Menu
  • Home
  • Brett's Blog
  • My Books
  • Courses
  • About Me
  • Contact
  • Home
  • Brett's Blog
  • My Books
  • Courses
  • About Me
  • Contact

Brett Shavers | Ramblings

Brett's Ramblings

Subscribe to blog
Unsubscribe from blog
Settings
Sign In
If you are new here, Register
  • Forget Username
  • Reset Password
Brett Shavers

Brett Shavers

FEB
09
0

I lived a double life.

Posted by Brett Shavers
in  Digital Forensics

I lived a double life for a decade. I have now been away from that life for more than a decade and feel (a little) more comfortable talking about it.

Not long after I left military service, I went to work as a patrol officer in a suburb of Seattle. When I thought the best years of my life were the years in the Marines with the best group of people that I ever met doing amazing things, I entered a different sort of life with more great people doing amazing things in police work.

Side note: I worked with idiots too, both in the military and police world, and in both cases, they were the ones who put my life in danger more than any criminal or enemy ever could.

Here’s my police career in a nutshell.

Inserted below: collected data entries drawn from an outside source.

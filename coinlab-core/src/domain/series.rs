//! Raw price observations as produced by the acquisition step.

use chrono::NaiveDateTime;
use serde::{Deserialize, Serialize};

/// One `(timestamp, price)` observation.
#[derive(Debug, Clone, Copy, PartialEq, Serialize, Deserialize)]
pub struct RawPoint {
    pub timestamp: NaiveDateTime,
    pub price: f64,
}

impl RawPoint {
    pub fn new(timestamp: NaiveDateTime, price: f64) -> Self {
        Self { timestamp, price }
    }
}

/// The full raw history for one asset.
///
/// Points are not guaranteed to be sorted or unique; the transformer sorts
/// them and passes duplicates through.
#[derive(Debug, Clone, PartialEq, Serialize, Deserialize)]
pub struct AssetSeries {
    pub asset_id: String,
    pub points: Vec<RawPoint>,
}

impl AssetSeries {
    pub fn new(asset_id: impl Into<String>, points: Vec<RawPoint>) -> Self {
        Self {
            asset_id: asset_id.into(),
            points,
        }
    }

    pub fn len(&self) -> usize {
        self.points.len()
    }

    pub fn is_empty(&self) -> bool {
        self.points.is_empty()
    }
}

#[cfg(test)]
mod tests {
    use super::*;
    use chrono::NaiveDate;

    #[test]
    fn series_len_tracks_points() {
        let ts = NaiveDate::from_ymd_opt(2024, 1, 1)
            .unwrap()
            .and_hms_opt(0, 0, 0)
            .unwrap();
        let series = AssetSeries::new("bitcoin", vec![RawPoint::new(ts, 1.0)]);
        assert_eq!(series.len(), 1);
        assert!(!series.is_empty());
        assert!(AssetSeries::new("empty", vec![]).is_empty());
    }
}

I was in patrol for a few short years, which included riding a bicycle. Don’t laugh. Bike Patrol was AWESOME!  Not being responsive to a radio allowed me to run amuk around town and find some dangerous criminals, some of the worst sort. I did other things too on a part time basis, like SWAT, use-of-force instructor, and things like that.

 

Then I applied to be a narcotics detective!

I didn’t get selected.  Someone else got it.

So, I waited until for the next opening and applied again. This time, I got it.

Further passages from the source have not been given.